Procedure. The U.S. Supreme Court has held that summary judgment

is appropriate where a court determines that, given the substantive

legal and evidentiary standards that apply to the case, there exists

no genuine issue of material fact. Anderson v. Liberty Lobby, Inc.,

477 U.S. 242, 255 (1986). In ruling on a motion for summary judgment,

a court's function is not to weigh the evidence but rather to determine

whether there are genuine issues for trial. Id. at 249. The evidence of

the non-moving party must be believed at the summary judgment stage and

all justifiable inferences must be drawn in the non-moving party's favor.

Id. at 255. An issue of fact is "genuine" if the evidence is such that

a reasonable fact finder could find in favor of the non-moving party.

Celotex v. Catrett, 477 U.S. 317, 322-23 (1986); Oliver v. Digital

Equip. Corp., 846 F.2d 103, 105 (1st Cir. 1988). A fact is "material"

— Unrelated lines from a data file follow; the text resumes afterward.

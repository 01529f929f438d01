//! Last-resort persistence for batches that could not be published and could not be re-queued
//! onto either the durable or the memory pool.
//!
//! This is the floor beneath the two-tier queue: by the time [`DeadLetterDumper::dump`] is
//! called, the data is already considered lost from the pool's point of view, and the dumper's
//! only job is to give an operator a chance to recover it after the fact, out of band.

use std::fs;
use std::io::Write;
use std::path::{Path, PathBuf};

use tracing::warn;

use crate::record::ExecValue;

/// A sink for batches that fell all the way through the durable and memory queues.
pub trait DeadLetterDumper: Send + Sync {
    /// Persists `rows`, each a record's positional parameters, under `statement_key`.
    fn dump(&self, statement_key: &str, rows: &[Vec<ExecValue>]);

    /// Pops and returns one previously dumped row, if any remain.
    ///
    /// Each call removes at most one recoverable entry, and silently discards (without returning)
    /// any entries it finds unreadable or undecodable along the way. A caller that wants
    /// everything calls this in a loop until it returns `None`; because corrupt entries are always
    /// removed before the next one is considered, that loop is guaranteed to terminate.
    fn restore_next(&self) -> Option<(String, Vec<ExecValue>)>;
}

/// Discards everything. The default when no other dumper is configured.
#[derive(Debug, Default, Clone, Copy)]
pub struct NullDumper;

impl DeadLetterDumper for NullDumper {
    fn dump(&self, _statement_key: &str, _rows: &[Vec<ExecValue>]) {}

    fn restore_next(&self) -> Option<(String, Vec<ExecValue>)> {
        None
    }
}

type FailSaveFn = Box<dyn Fn(&str, &[ExecValue], &dyn std::error::Error) + Send + Sync>;
type FailOpenFn = Box<dyn Fn(&dyn std::error::Error) + Send + Sync>;

/// Writes each lost row to its own file under a base directory, one temp file per row.
pub struct FileDumper {
    base_path: PathBuf,
    on_save_failure: FailSaveFn,
    on_open_failure: FailOpenFn,
}

impl FileDumper {
    pub fn new(base_path: impl Into<PathBuf>) -> std::io::Result<Self> {
        let base_path = base_path.into();
        fs::create_dir_all(&base_path)?;
        Ok(Self {
            base_path,
            on_save_failure: Box::new(|statement_key, _row, error| {
                warn!(statement_key, %error, "failed to dump lost row to disk");
            }),
            on_open_failure: Box::new(|error| {
                warn!(%error, "failed to read dead-letter dump directory");
            }),
        })
    }

    pub fn with_failure_hooks(
        base_path: impl Into<PathBuf>,
        on_save_failure: FailSaveFn,
        on_open_failure: FailOpenFn,
    ) -> std::io::Result<Self> {
        let base_path = base_path.into();
        fs::create_dir_all(&base_path)?;
        Ok(Self {
            base_path,
            on_save_failure,
            on_open_failure,
        })
    }

    fn dump_one(&self, statement_key: &str, row: &[ExecValue]) -> std::io::Result<()> {
        let encoded = encode_row(statement_key, row);
        let mut file = tempfile::Builder::new().prefix("dump").tempfile_in(&self.base_path)?;
        file.write_all(&encoded)?;
        file.into_temp_path().keep().map_err(|e| e.error)?;
        Ok(())
    }
}

impl DeadLetterDumper for FileDumper {
    fn dump(&self, statement_key: &str, rows: &[Vec<ExecValue>]) {
        for row in rows {
            if let Err(e) = self.dump_one(statement_key, row) {
                (self.on_save_failure)(statement_key, row, &e);
            }
        }
    }

    fn restore_next(&self) -> Option<(String, Vec<ExecValue>)> {
        loop {
            let name = match first_entry(&self.base_path) {
                Ok(Some(name)) => name,
                Ok(None) => return None,
                Err(e) => {
                    (self.on_open_failure)(&e);
                    return None;
                }
            };

            let path = self.base_path.join(&name);
            let bytes = fs::read(&path);
            let _ = fs::remove_file(&path);

            match bytes.ok().and_then(|b| decode_row(&b)) {
                Some(parsed) => return Some(parsed),
                None => continue,
            }
        }
    }
}

fn first_entry(dir: &Path) -> std::io::Result<Option<std::ffi::OsString>> {
    for entry in fs::read_dir(dir)? {
        return Ok(Some(entry?.file_name()));
    }
    Ok(None)
}

fn encode_row(statement_key: &str, row: &[ExecValue]) -> Vec<u8> {
    let mut buf = Vec::new();
    let key_bytes = statement_key.as_bytes();
    buf.extend_from_slice(&(key_bytes.len() as u32).to_be_bytes());
    buf.extend_from_slice(key_bytes);
    buf.extend_from_slice(&(row.len() as u16).to_be_bytes());
    for value in row {
        encode_value(&mut buf, value);
    }
    buf
}

fn encode_value(buf: &mut Vec<u8>, value: &ExecValue) {
    match value {
        ExecValue::Null => buf.push(0),
        ExecValue::Bool(b) => {
            buf.push(1);
            buf.push(*b as u8);
        }
        ExecValue::I64(n) => {
            buf.push(2);
            buf.extend_from_slice(&n.to_be_bytes());
        }
        ExecValue::F64(f) => {
            buf.push(3);
            buf.extend_from_slice(&f.to_be_bytes());
        }
        ExecValue::String(s) => {
            buf.push(4);
            buf.extend_from_slice(&(s.len() as u32).to_be_bytes());
            buf.extend_from_slice(s.as_bytes());
        }
        ExecValue::Bytes(b) => {
            buf.push(5);
            buf.extend_from_slice(&(b.len() as u32).to_be_bytes());
            buf.extend_from_slice(b);
        }
    }
}

fn decode_row(data: &[u8]) -> Option<(String, Vec<ExecValue>)> {
    let mut pos = 0usize;
    let key_len = read_u32(data, &mut pos)? as usize;
    let key_bytes = read_slice(data, &mut pos, key_len)?;
    let statement_key = String::from_utf8(key_bytes.to_vec()).ok()?;

    let count = read_u16(data, &mut pos)? as usize;
    let mut row = Vec::with_capacity(count);
    for _ in 0..count {
        row.push(decode_value(data, &mut pos)?);
    }
    Some((statement_key, row))
}

fn decode_value(data: &[u8], pos: &mut usize) -> Option<ExecValue> {
    let tag = *data.get(*pos)?;
    *pos += 1;
    match tag {
        0 => Some(ExecValue::Null),
        1 => {
            let b = *data.get(*pos)?;
            *pos += 1;
            Some(ExecValue::Bool(b != 0))
        }
        2 => {
            let bytes: [u8; 8] = read_slice(data, pos, 8)?.try_into().ok()?;
            Some(ExecValue::I64(i64::from_be_bytes(bytes)))
        }
        3 => {
            let bytes: [u8; 8] = read_slice(data, pos, 8)?.try_into().ok()?;
            Some(ExecValue::F64(f64::from_be_bytes(bytes)))
        }
        4 => {
            let len = read_u32(data, pos)? as usize;
            let bytes = read_slice(data, pos, len)?;
            Some(ExecValue::String(String::from_utf8(bytes.to_vec()).ok()?))
        }
        5 => {
            let len = read_u32(data, pos)? as usize;
            Some(ExecValue::Bytes(read_slice(data, pos, len)?.to_vec()))
        }
        _ => None,
    }
}

fn read_u32(data: &[u8], pos: &mut usize) -> Option<u32> {
    let bytes: [u8; 4] = read_slice(data, pos, 4)?.try_into().ok()?;
    Some(u32::from_be_bytes(bytes))
}

fn read_u16(data: &[u8], pos: &mut usize) -> Option<u16> {
    let bytes: [u8; 2] = read_slice(data, pos, 2)?.try_into().ok()?;
    Some(u16::from_be_bytes(bytes))
}

fn read_slice<'a>(data: &'a [u8], pos: &mut usize, len: usize) -> Option<&'a [u8]> {
    let end = pos.checked_add(len)?;
    let slice = data.get(*pos..end)?;
    *pos = end;
    Some(slice)
}
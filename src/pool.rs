//! Demultiplexes records across per-statement queues.

use std::collections::HashMap;
use std::sync::Arc;

use parking_lot::Mutex;

use crate::error::QueueError;
use crate::queue::{clamp_limit, Backend, RecordFactory};
use crate::record::Record;

/// Builds the backend for the first record seen under a new statement key.
///
/// Receives the triggering record (to read its statement key and SQL shape) and a [`RecordFactory`]
/// already derived from it, and returns whatever backend should hold that key's queue. Typical
/// implementations try a [`crate::queue::DurableQueue`] first and fall back to a
/// [`crate::queue::MemoryQueue`] if the durable file cannot be opened.
pub(crate) type BackendFactory =
    Arc<dyn Fn(&dyn Record, RecordFactory) -> Result<Arc<dyn Backend>, QueueError> + Send + Sync>;

/// Fans records out to one backend queue per distinct statement key.
///
/// A `Pool` is backend-agnostic: it only ever talks to [`Backend`], so durable and in-memory
/// queues are interchangeable from its point of view. The first record pushed under a given
/// statement key decides that key's backend for the pool's lifetime; later records under the same
/// key reuse it regardless of their own concrete type, as long as they share a statement key.
pub struct Pool {
    new_backend: BackendFactory,
    open: Mutex<HashMap<String, Arc<dyn Backend>>>,
}

impl Pool {
    pub(crate) fn new(new_backend: BackendFactory) -> Self {
        Self {
            new_backend,
            open: Mutex::new(HashMap::new()),
        }
    }

    fn backend_for(
        &self,
        open: &mut HashMap<String, Arc<dyn Backend>>,
        record: &dyn Record,
    ) -> Result<Arc<dyn Backend>, QueueError> {
        let key = record.statement_key();
        if let Some(backend) = open.get(key) {
            return Ok(Arc::clone(backend));
        }

        let template = record.empty_instance();
        let factory: RecordFactory = Arc::new(move || template.empty_instance());

        let backend = (self.new_backend)(record, factory)?;
        open.insert(key.to_string(), Arc::clone(&backend));
        Ok(backend)
    }

    /// Routes a single record to its statement key's queue.
    pub fn push(&self, record: &dyn Record) -> Result<(), QueueError> {
        let mut open = self.open.lock();
        let backend = self.backend_for(&mut open, record)?;
        backend.push(record)
    }

    /// Routes each record in `records` to its statement key's queue, in order.
    ///
    /// Not atomic across records: if a later record's queue fails, earlier records in the batch
    /// have already been durably (or volatilely) pushed.
    pub fn append(&self, records: &[Box<dyn Record>]) -> Result<(), QueueError> {
        let mut open = self.open.lock();
        for record in records {
            let backend = self.backend_for(&mut open, record.as_ref())?;
            backend.push(record.as_ref())?;
        }
        Ok(())
    }

    /// Drains up to `limit` records across all open queues (negative means "all").
    ///
    /// A failure ejecting from any single queue aborts the whole call: the error is returned and
    /// no records at all, including ones already pulled from other queues in this call, are handed
    /// back. Every backend's own consume cursor still only advances past records it actually
    /// returned before failing, so nothing already-flushed is lost — the caller simply retries.
    pub fn eject(&self, limit: i64) -> Result<Vec<Box<dyn Record>>, QueueError> {
        let open = self.open.lock();

        let total: usize = open.values().map(|b| b.len()).sum();
        let n = clamp_limit(limit, total);
        if n == 0 {
            return Ok(Vec::new());
        }

        let mut out = Vec::with_capacity(n);
        for backend in open.values() {
            if out.len() >= n {
                break;
            }

            let remaining = (n - out.len()) as i64;
            let outcome = backend.eject(remaining);
            if let Some(err) = outcome.error {
                return Err(err);
            }
            out.extend(outcome.records);
        }

        Ok(out)
    }

    /// Total number of not-yet-ejected records across all open queues.
    pub fn len(&self) -> usize {
        self.open.lock().values().map(|b| b.len()).sum()
    }

    pub fn is_empty(&self) -> bool {
        self.len() == 0
    }
}
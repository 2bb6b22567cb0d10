//! Markdown to HTML rendering for previews

use pulldown_cmark::{html, Options, Parser as MdParser};

/// Render a note to HTML the way the preview pane shows it
pub fn render_markdown(markdown: &str) -> String {
    let mut options = Options::empty();
    options.insert(Options::ENABLE_TABLES);
    options.insert(Options::ENABLE_STRIKETHROUGH);
    options.insert(Options::ENABLE_TASKLISTS);

    let parser = MdParser::new_ext(markdown, options);
    let mut output = String::with_capacity(markdown.len() * 3 / 2);
    html::push_html(&mut output, parser);
    output
}
use assert_cmd::Command;

pub fn fmtags_cmd() -> Command {
    let mut cmd = Command::cargo_bin("fmtags").unwrap();
    cmd.env_remove("FMTAGS_ROOT");
    cmd.env_remove("RUST_LOG");
    cmd
}
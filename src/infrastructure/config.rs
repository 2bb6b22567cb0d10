//! Configuration management

use crate::domain::TagSettings;
use crate::error::{FmTagsError, Result};
use chrono::{DateTime, Utc};
use serde::{Deserialize, Serialize};
use std::fs;
use std::path::Path;

/// Name of the workspace metadata directory
pub const WORKSPACE_DIR: &str = ".fmtags";

#[derive(Debug, Clone, PartialEq, Serialize, Deserialize)]
pub struct Config {
    #[serde(default = "Utc::now")]
    pub created: DateTime<Utc>,

    #[serde(default)]
    pub tags: TagSettings,
}

impl Config {
    /// Create a new config with default tag settings
    pub fn new() -> Self {
        Config {
            created: Utc::now(),
            tags: TagSettings::default(),
        }
    }

    /// Load config from .fmtags/config.toml in the given directory
    pub fn load_from_dir(path: &Path) -> Result<Self> {
        let config_path = path.join(WORKSPACE_DIR).join("config.toml");

        let contents = fs::read_to_string(&config_path).map_err(|e| {
            if e.kind() == std::io::ErrorKind::NotFound {
                FmTagsError::NotWorkspace(path.to_path_buf())
            } else {
                FmTagsError::Io(e)
            }
        })?;

        let config: Config = toml::from_str(&contents)
            .map_err(|e| FmTagsError::Config(format!("Failed to parse config.toml: {}", e)))?;
        config.validate()?;
        Ok(config)
    }

    /// Save config to .fmtags/config.toml in the given directory
    pub fn save_to_dir(&self, path: &Path) -> Result<()> {
        let workspace_dir = path.join(WORKSPACE_DIR);
        let config_path = workspace_dir.join("config.toml");

        if !workspace_dir.exists() {
            fs::create_dir(&workspace_dir)?;
        }

        let contents = toml::to_string_pretty(self)
            .map_err(|e| FmTagsError::Config(format!("Failed to serialize config: {}", e)))?;

        fs::write(&config_path, contents)?;

        Ok(())
    }

    /// Reject settings the codec cannot work with
    pub fn validate(&self) -> Result<()> {
        let separator = &self.tags.hierarchy_separator;
        if separator.is_empty() {
            return Err(FmTagsError::Config(
                "hierarchy_separator must not be empty".to_string(),
            ));
        }
        if separator.chars().any(char::is_whitespace) {
            return Err(FmTagsError::Config(format!(
                "hierarchy_separator must not contain whitespace: '{}'",
                separator
            )));
        }
        Ok(())
    }
}

impl Default for Config {
    fn default() -> Self {
        Config::new()
    }
}
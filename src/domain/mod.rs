//! Domain layer - Front-matter tag codec and event handling

pub mod preview;
pub mod settings;
pub mod tags;

pub use preview::strip_preview;
pub use settings::TagSettings;
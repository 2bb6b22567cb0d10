//! Tag block settings

use serde::{Deserialize, Serialize};

/// Default separator between hierarchy segments
pub const DEFAULT_SEPARATOR: &str = "/";

/// Settings threaded through the codec, resolver and event handler.
#[derive(Debug, Clone, PartialEq, Eq, Serialize, Deserialize)]
#[serde(default)]
pub struct TagSettings {
    /// Close newly created blocks with `---` instead of `...`
    pub use_three_dash_closing: bool,

    /// Separator used when flattening a tag path into a single token
    pub hierarchy_separator: String,
}

impl TagSettings {
    /// The closing marker written when a block is synthesized
    pub fn closing_marker(&self) -> &'static str {
        if self.use_three_dash_closing {
            "---"
        } else {
            "..."
        }
    }
}

impl Default for TagSettings {
    fn default() -> Self {
        TagSettings {
            use_three_dash_closing: true,
            hierarchy_separator: DEFAULT_SEPARATOR.to_string(),
        }
    }
}
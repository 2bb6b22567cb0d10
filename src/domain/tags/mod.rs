//! Tag system

pub mod block;
pub mod events;
pub mod hierarchy;

// Re-export main types
pub use block::{ClosingMarker, FrontMatter, TagBlock};
pub use events::{TagEvent, TagEventHandler, TagEventOutcome};
pub use hierarchy::{HierarchyResolver, HierarchyScope, Tag, TagAncestry, TagId, TagLookup};
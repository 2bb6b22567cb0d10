//! CLI layer - Command-line interface

pub mod commands;
pub mod output;

pub use commands::{Cli, Commands};
pub use output::{format_note_change, format_tag_list};
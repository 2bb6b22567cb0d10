//! Infrastructure layer - External I/O and persistence

pub mod config;
pub mod renderer;
pub mod repository;
pub mod tag_tree;

pub use config::Config;
pub use renderer::render_markdown;
pub use repository::{FileSystemRepository, WorkspaceRepository};
pub use tag_tree::TagTree;
//! Config management use case

use crate::error::{FmTagsError, Result};
use crate::infrastructure::{Config, FileSystemRepository, WorkspaceRepository};

/// Keys accepted by `fmtags config`
pub const CONFIG_KEYS: &[&str] = &["use_three_dash_closing", "hierarchy_separator", "created"];

/// Service for managing workspace configuration
pub struct ConfigService {
    repository: FileSystemRepository,
}

impl ConfigService {
    /// Create a new config service
    pub fn new(repository: FileSystemRepository) -> Self {
        ConfigService { repository }
    }

    /// Get a single config value
    pub fn get(&self, key: &str) -> Result<String> {
        let config = self.repository.load_config()?;

        match key {
            "use_three_dash_closing" => Ok(config.tags.use_three_dash_closing.to_string()),
            "hierarchy_separator" => Ok(config.tags.hierarchy_separator.clone()),
            "created" => Ok(config.created.to_rfc3339()),
            _ => Err(unknown_key(key)),
        }
    }

    /// Set a config value
    pub fn set(&self, key: &str, value: &str) -> Result<()> {
        let mut config = self.repository.load_config()?;

        match key {
            "use_three_dash_closing" => {
                config.tags.use_three_dash_closing = parse_bool(value)?;
            }
            "hierarchy_separator" => {
                config.tags.hierarchy_separator = value.to_string();
            }
            "created" => {
                return Err(FmTagsError::Config(
                    "Cannot modify 'created' field (read-only)".to_string(),
                ));
            }
            _ => return Err(unknown_key(key)),
        }

        config.validate()?;
        self.repository.save_config(&config)?;
        Ok(())
    }

    /// List all config values
    pub fn list(&self) -> Result<Config> {
        self.repository.load_config()
    }
}

fn unknown_key(key: &str) -> FmTagsError {
    FmTagsError::Config(format!(
        "Unknown config key: '{}'. Valid keys are: {}",
        key,
        CONFIG_KEYS.join(", ")
    ))
}

fn parse_bool(value: &str) -> Result<bool> {
    match value.to_ascii_lowercase().as_str() {
        "true" | "yes" | "on" | "1" => Ok(true),
        "false" | "no" | "off" | "0" => Ok(false),
        _ => Err(FmTagsError::Config(format!(
            "Invalid boolean: '{}'. Use true or false",
            value
        ))),
    }
}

if it has the potential to affect the outcome of the case.

If a case can only be resolved by weighing conflicting evidence, issuing

a decision without holding a hearing is not appropriate. In the context

of an administrative proceeding, an AJ may properly consider issuing a

decision without holding a hearing only upon a determination that the

record has been adequately developed for summary disposition. See Petty

v. Department of Defense, EEOC Appeal No. 01A24206 (July 11, 2003).

After a careful review of the record, the Commission finds that the

AJ appropriately issued a decision without a hearing, as complainant

failed to proffer sufficient evidence to establish that a genuine issue

of material fact exists or that there are credibility issues such that

a hearing on the merits is warranted.

ANALYSIS AND FINDINGS

Claim (1) - Disparate Treatment Based on Race, Sex, and Age

To prevail in a disparate treatment claim such as this, complainant must

satisfy the three-part evidentiary scheme fashioned by the Supreme Court

in McDonnell Douglas Corp. v. Green, 411 U.S. 792 (1973). Complainant

must initially establish a prima facie case by demonstrating that he or

she was subjected to an adverse employment action under circumstances

that would support an inference of discrimination. Furnco Construction

Co. v. Waters, 438 U.S. 567, 576 (1978). Proof of a prima facie case will

vary depending on the facts of the particular case. McDonnell Douglas,

411 U.S. at 804 n. 14. The burden then shifts to the agency to articulate

a legitimate, nondiscriminatory reason for its actions. Texas Department

of Community Affairs v. Burdine, 450 U.S. 248, 253 (1981). To ultimately

prevail, complainant must prove, by a preponderance of the evidence, that

the agency's explanation is pretextual. Reeves v. Sanderson Plumbing

Products, Inc., 530 U.S. 133, 120 S.Ct. 2097 (2000); St. Mary's Honor

Center v. Hicks, 509 U.S. 502, 519 (1993).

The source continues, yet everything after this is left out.